>>>

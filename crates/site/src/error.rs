//! Unified error handling with Sentry integration.
//!
//! Most failures in this site degrade to defaults inside the module that
//! sees them (storage, flags, tracking). `AppError` covers what is left:
//! requests that cannot be served at all.

use axum::{
    http::StatusCode,
    response::{IntoResponse, Response},
};
use thiserror::Error;

/// Application-level error type for the site.
#[derive(Debug, Error)]
pub enum AppError {
    /// Resource not found.
    #[error("Not found: {0}")]
    NotFound(String),

    /// The session layer did not run for this request.
    #[error("Session unavailable: {0}")]
    Session(String),
}

impl IntoResponse for AppError {
    fn into_response(self) -> Response {
        // Capture server errors to Sentry
        if matches!(self, Self::Session(_)) {
            let event_id = sentry::capture_error(&self);
            tracing::error!(
                error = %self,
                sentry_event_id = %event_id,
                "Request error"
            );
        }

        let status = match &self {
            Self::NotFound(_) => StatusCode::NOT_FOUND,
            Self::Session(_) => StatusCode::INTERNAL_SERVER_ERROR,
        };

        // Don't expose internal error details to clients
        let message = match &self {
            Self::Session(_) => "Internal server error".to_string(),
            Self::NotFound(_) => self.to_string(),
        };

        (status, message).into_response()
    }
}

/// Result type alias for `AppError`.
pub type Result<T> = std::result::Result<T, AppError>;

/// Add a breadcrumb for visitor actions.
///
/// Breadcrumbs appear in Sentry error reports to show the trail of actions
/// leading up to an error.
pub fn add_breadcrumb(category: &str, message: &str, data: &[(&str, &str)]) {
    let mut breadcrumb = sentry::Breadcrumb {
        category: Some(category.to_string()),
        message: Some(message.to_string()),
        level: sentry::Level::Info,
        ..Default::default()
    };

    for (key, value) in data {
        breadcrumb.data.insert(
            (*key).to_string(),
            serde_json::Value::String((*value).to_string()),
        );
    }

    sentry::add_breadcrumb(breadcrumb);
}

#[cfg(test)]
mod tests {
    use super::*;

    #[test]
    fn test_app_error_display() {
        let err = AppError::NotFound("hero mount 42".to_string());
        assert_eq!(err.to_string(), "Not found: hero mount 42");

        let err = AppError::Session("session layer not installed".to_string());
        assert_eq!(
            err.to_string(),
            "Session unavailable: session layer not installed"
        );
    }

    #[test]
    fn test_app_error_status_codes() {
        fn get_status(err: AppError) -> StatusCode {
            err.into_response().status()
        }

        assert_eq!(
            get_status(AppError::NotFound("test".to_string())),
            StatusCode::NOT_FOUND
        );
        assert_eq!(
            get_status(AppError::Session("test".to_string())),
            StatusCode::INTERNAL_SERVER_ERROR
        );
    }
}
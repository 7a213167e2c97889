//! Visitor context route handlers.
//!
//! Each mutation answers with the refreshed controls fragment and an
//! `HX-Trigger: userContextChanged` header, which makes the hero and banner
//! on the same page re-fetch themselves.

use askama::Template;
use askama_web::WebTemplate;
use axum::{
    Form,
    response::{AppendHeaders, IntoResponse},
};
use serde::Deserialize;
use tracing::instrument;

use omni_core::{Country, VisitorContext};

use crate::context::session::VisitorStore;
use crate::error::add_breadcrumb;

/// Client-side event raised after the visitor context changed.
pub const CONTEXT_CHANGED_EVENT: &str = "userContextChanged";

/// Segment and country controls display data.
#[derive(Debug, Clone)]
pub struct ContextControlsView {
    pub is_vip: bool,
    pub country: &'static str,
}

impl From<&VisitorContext> for ContextControlsView {
    fn from(context: &VisitorContext) -> Self {
        Self {
            is_vip: context.is_vip(),
            country: context.country.code(),
        }
    }
}

/// Segment and country controls fragment.
#[derive(Template, WebTemplate)]
#[template(path = "partials/context_controls.html")]
pub struct ContextControlsTemplate {
    pub controls: ContextControlsView,
}

/// Country form data.
#[derive(Debug, Deserialize)]
pub struct CountryForm {
    pub country: Country,
}

fn changed(context: &VisitorContext) -> impl IntoResponse + use<> {
    (
        AppendHeaders([("HX-Trigger", CONTEXT_CHANGED_EVENT)]),
        ContextControlsTemplate {
            controls: ContextControlsView::from(context),
        },
    )
}

/// Switch the visitor to the VIP segment.
#[instrument(skip(store))]
pub async fn become_vip(store: VisitorStore) -> impl IntoResponse {
    let context = store.become_vip().await;
    add_breadcrumb("context", "Became VIP", &[("country", context.country.code())]);
    changed(&context)
}

/// Switch the visitor to the regular segment.
#[instrument(skip(store))]
pub async fn become_regular(store: VisitorStore) -> impl IntoResponse {
    let context = store.become_regular().await;
    add_breadcrumb(
        "context",
        "Became regular",
        &[("country", context.country.code())],
    );
    changed(&context)
}

/// Set the visitor's country.
#[instrument(skip(store))]
pub async fn set_country(store: VisitorStore, Form(form): Form<CountryForm>) -> impl IntoResponse {
    let context = store.set_country(form.country).await;
    add_breadcrumb("context", "Country set", &[("country", context.country.code())]);
    changed(&context)
}
//! Session middleware configuration.
//!
//! Sessions live in a bounded moka cache. Each record expires at its own
//! expiry date, and the least recently used sessions are evicted once the
//! cache is full. The session only holds the visitor context record, so
//! losing it just resets that visitor to the default context.

use tower_sessions::{Expiry, SessionManagerLayer};
use tower_sessions_moka_store::MokaStore;

use crate::config::SiteConfig;

/// Session cookie name.
pub const SESSION_COOKIE_NAME: &str = "omni_session";

/// Session expiry time in seconds (30 days).
const SESSION_EXPIRY_SECONDS: i64 = 30 * 24 * 60 * 60;

/// Upper bound on sessions held in memory.
const MAX_SESSIONS: u64 = 100_000;

/// Create the bounded in-memory session store.
#[must_use]
pub fn create_session_store() -> MokaStore {
    MokaStore::new(Some(MAX_SESSIONS))
}

/// Create the session layer.
#[must_use]
pub fn create_session_layer(config: &SiteConfig) -> SessionManagerLayer<MokaStore> {
    SessionManagerLayer::new(create_session_store())
        .with_name(SESSION_COOKIE_NAME)
        .with_expiry(Expiry::OnInactivity(
            tower_sessions::cookie::time::Duration::seconds(SESSION_EXPIRY_SECONDS),
        ))
        .with_secure(config.is_secure())
        .with_same_site(tower_sessions::cookie::SameSite::Lax)
        .with_http_only(true)
        .with_path("/")
}

#[cfg(test)]
#[allow(clippy::unwrap_used)]
mod tests {
    use std::collections::HashMap;

    use tower_sessions::SessionStore;
    use tower_sessions::cookie::time::{Duration, OffsetDateTime};
    use tower_sessions::session::{Id, Record};

    use super::*;

    fn record() -> Record {
        let mut data = HashMap::new();
        data.insert(
            "omni-user-context".to_string(),
            serde_json::Value::String("{}".to_string()),
        );
        Record {
            id: Id::default(),
            data,
            expiry_date: OffsetDateTime::now_utc() + Duration::days(1),
        }
    }

    #[tokio::test]
    async fn test_store_round_trip_and_delete() {
        let store = create_session_store();
        let mut record = record();

        store.create(&mut record).await.unwrap();
        let loaded = store.load(&record.id).await.unwrap().unwrap();
        assert_eq!(loaded.data, record.data);

        store.delete(&record.id).await.unwrap();
        assert!(store.load(&record.id).await.unwrap().is_none());
    }

    #[tokio::test]
    async fn test_unknown_session_is_absent() {
        let store = create_session_store();
        assert!(store.load(&Id::default()).await.unwrap().is_none());
    }

    #[test]
    fn test_cookie_is_secure_only_over_https() {
        let config = SiteConfig {
            base_url: "https://demo1.example".to_string(),
            ..SiteConfig::default()
        };
        assert!(config.is_secure());
        assert!(!SiteConfig::default().is_secure());
        let _layer = create_session_layer(&config);
    }
}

<<<

> [What this task involves] Write out the records once more, precisely as they stand.

> [Response to this task]
filename crates/site/src/error.rs
//! Unified error handling with Sentry integration.
//!
//! Most failures in this site degrade to defaults inside the module that
//! sees them (storage, flags, tracking). `AppError` covers what is left:
//! requests that cannot be served at all.

use axum::{
    http::StatusCode,
    response::{IntoResponse, Response},
};
use thiserror::Error;

/// Application-level error type for the site.
#[derive(Debug, Error)]
pub enum AppError {
    /// Resource not found.
    #[error("Not found: {0}")]
    NotFound(String),

    /// The session layer did not run for this request.
    #[error("Session unavailable: {0}")]
    Session(String),
}

impl IntoResponse for AppError {
    fn into_response(self) -> Response {
        // Capture server errors to Sentry
        if matches!(self, Self::Session(_)) {
            let event_id = sentry::capture_error(&self);
            tracing::error!(
                error = %self,
                sentry_event_id = %event_id,
                "Request error"
            );
        }

        let status = match &self {
            Self::NotFound(_) => StatusCode::NOT_FOUND,
            Self::Session(_) => StatusCode::INTERNAL_SERVER_ERROR,
        };

        // Don't expose internal error details to clients
        let message = match &self {
            Self::Session(_) => "Internal server error".to_string(),
            Self::NotFound(_) => self.to_string(),
        };

        (status, message).into_response()
    }
}

/// Result type alias for `AppError`.
pub type Result<T> = std::result::Result<T, AppError>;

/// Add a breadcrumb for visitor actions.
///
/// Breadcrumbs appear in Sentry error reports to show the trail of actions
/// leading up to an error.
pub fn add_breadcrumb(category: &str, message: &str, data: &[(&str, &str)]) {
    let mut breadcrumb = sentry::Breadcrumb {
        category: Some(category.to_string()),
        message: Some(message.to_string()),
        level: sentry::Level::Info,
        ..Default::default()
    };

    for (key, value) in data {
        breadcrumb.data.insert(
            (*key).to_string(),
            serde_json::Value::String((*value).to_string()),
        );
    }

    sentry::add_breadcrumb(breadcrumb);
}

#[cfg(test)]
mod tests {
    use super::*;

    #[test]
    fn test_app_error_display() {
        let err = AppError::NotFound("hero mount 42".to_string());
        assert_eq!(err.to_string(), "Not found: hero mount 42");

        let err = AppError::Session("session layer not installed".to_string());
        assert_eq!(
            err.to_string(),
            "Session unavailable: session layer not installed"
        );
    }

    #[test]
    fn test_app_error_status_codes() {
        fn get_status(err: AppError) -> StatusCode {
            err.into_response().status()
        }

        assert_eq!(
            get_status(AppError::NotFound("test".to_string())),
            StatusCode::NOT_FOUND
        );
        assert_eq!(
            get_status(AppError::Session("test".to_string())),
            StatusCode::INTERNAL_SERVER_ERROR
        );
    }
}
repository 7a213167e2c97889
//! Visitor context route handlers.
//!
//! Each mutation answers with the refreshed controls fragment and an
//! `HX-Trigger: userContextChanged` header, which makes the hero and banner
//! on the same page re-fetch themselves.

use askama::Template;
use askama_web::WebTemplate;
use axum::{
    Form,
    response::{AppendHeaders, IntoResponse},
};
use serde::Deserialize;
use tracing::instrument;

use omni_core::{Country, VisitorContext};

use crate::context::session::VisitorStore;
use crate::error::add_breadcrumb;

/// Client-side event raised after the visitor context changed.
pub const CONTEXT_CHANGED_EVENT: &str = "userContextChanged";

/// Segment and country controls display data.
#[derive(Debug, Clone)]
pub struct ContextControlsView {
    pub is_vip: bool,
    pub country: &'static str,
}

impl From<&VisitorContext> for ContextControlsView {
    fn from(context: &VisitorContext) -> Self {
        Self {
            is_vip: context.is_vip(),
            country: context.country.code(),
        }
    }
}

/// Segment and country controls fragment.
#[derive(Template, WebTemplate)]
#[template(path = "partials/context_controls.html")]
pub struct ContextControlsTemplate {
    pub controls: ContextControlsView,
}

/// Country form data.
#[derive(Debug, Deserialize)]
pub struct CountryForm {
    pub country: Country,
}

fn changed(context: &VisitorContext) -> impl IntoResponse + use<> {
    (
        AppendHeaders([("HX-Trigger", CONTEXT_CHANGED_EVENT)]),
        ContextControlsTemplate {
            controls: ContextControlsView::from(context),
        },
    )
}

/// Switch the visitor to the VIP segment.
#[instrument(skip(store))]
pub async fn become_vip(store: VisitorStore) -> impl IntoResponse {
    let context = store.become_vip().await;
    add_breadcrumb("context", "Became VIP", &[("country", context.country.code())]);
    changed(&context)
}

/// Switch the visitor to the regular segment.
#[instrument(skip(store))]
pub async fn become_regular(store: VisitorStore) -> impl IntoResponse {
    let context = store.become_regular().await;
    add_breadcrumb(
        "context",
        "Became regular",
        &[("country", context.country.code())],
    );
    changed(&context)
}

/// Set the visitor's country.
#[instrument(skip(store))]
pub async fn set_country(store: VisitorStore, Form(form): Form<CountryForm>) -> impl IntoResponse {
    let context = store.set_country(form.country).await;
    add_breadcrumb("context", "Country set", &[("country", context.country.code())]);
    changed(&context)
}
//! Session middleware configuration.
//!
//! Sessions live in a bounded moka cache. Each record expires at its own
//! expiry date, and the least recently used sessions are evicted once the
//! cache is full. The session only holds the visitor context record, so
//! losing it just resets that visitor to the default context.

use tower_sessions::{Expiry, SessionManagerLayer};
use tower_sessions_moka_store::MokaStore;

use crate::config::SiteConfig;

/// Session cookie name.
pub const SESSION_COOKIE_NAME: &str = "omni_session";

/// Session expiry time in seconds (30 days).
const SESSION_EXPIRY_SECONDS: i64 = 30 * 24 * 60 * 60;

/// Upper bound on sessions held in memory.
const MAX_SESSIONS: u64 = 100_000;

/// Create the bounded in-memory session store.
#[must_use]
pub fn create_session_store() -> MokaStore {
    MokaStore::new(Some(MAX_SESSIONS))
}

/// Create the session layer.
#[must_use]
pub fn create_session_layer(config: &SiteConfig) -> SessionManagerLayer<MokaStore> {
    SessionManagerLayer::new(create_session_store())
        .with_name(SESSION_COOKIE_NAME)
        .with_expiry(Expiry::OnInactivity(
            tower_sessions::cookie::time::Duration::seconds(SESSION_EXPIRY_SECONDS),
        ))
        .with_secure(config.is_secure())
        .with_same_site(tower_sessions::cookie::SameSite::Lax)
        .with_http_only(true)
        .with_path("/")
}

#[cfg(test)]
#[allow(clippy::unwrap_used)]
mod tests {
    use std::collections::HashMap;

    use tower_sessions::SessionStore;
    use tower_sessions::cookie::time::{Duration, OffsetDateTime};
    use tower_sessions::session::{Id, Record};

    use super::*;

    fn record() -> Record {
        let mut data = HashMap::new();
        data.insert(
            "omni-user-context".to_string(),
            serde_json::Value::String("{}".to_string()),
        );
        Record {
            id: Id::default(),
            data,
            expiry_date: OffsetDateTime::now_utc() + Duration::days(1),
        }
    }

    #[tokio::test]
    async fn test_store_round_trip_and_delete() {
        let store = create_session_store();
        let mut record = record();

        store.create(&mut record).await.unwrap();
        let loaded = store.load(&record.id).await.unwrap().unwrap();
        assert_eq!(loaded.data, record.data);

        store.delete(&record.id).await.unwrap();
        assert!(store.load(&record.id).await.unwrap().is_none());
    }

    #[tokio::test]
    async fn test_unknown_session_is_absent() {
        let store = create_session_store();
        assert!(store.load(&Id::default()).await.unwrap().is_none());
    }

    #[test]
    fn test_cookie_is_secure_only_over_https() {
        let config = SiteConfig {
            base_url: "https://demo1.example".to_string(),
            ..SiteConfig::default()
        };
        assert!(config.is_secure());
        assert!(!SiteConfig::default().is_secure());
        let _layer = create_session_layer(&config);
    }
}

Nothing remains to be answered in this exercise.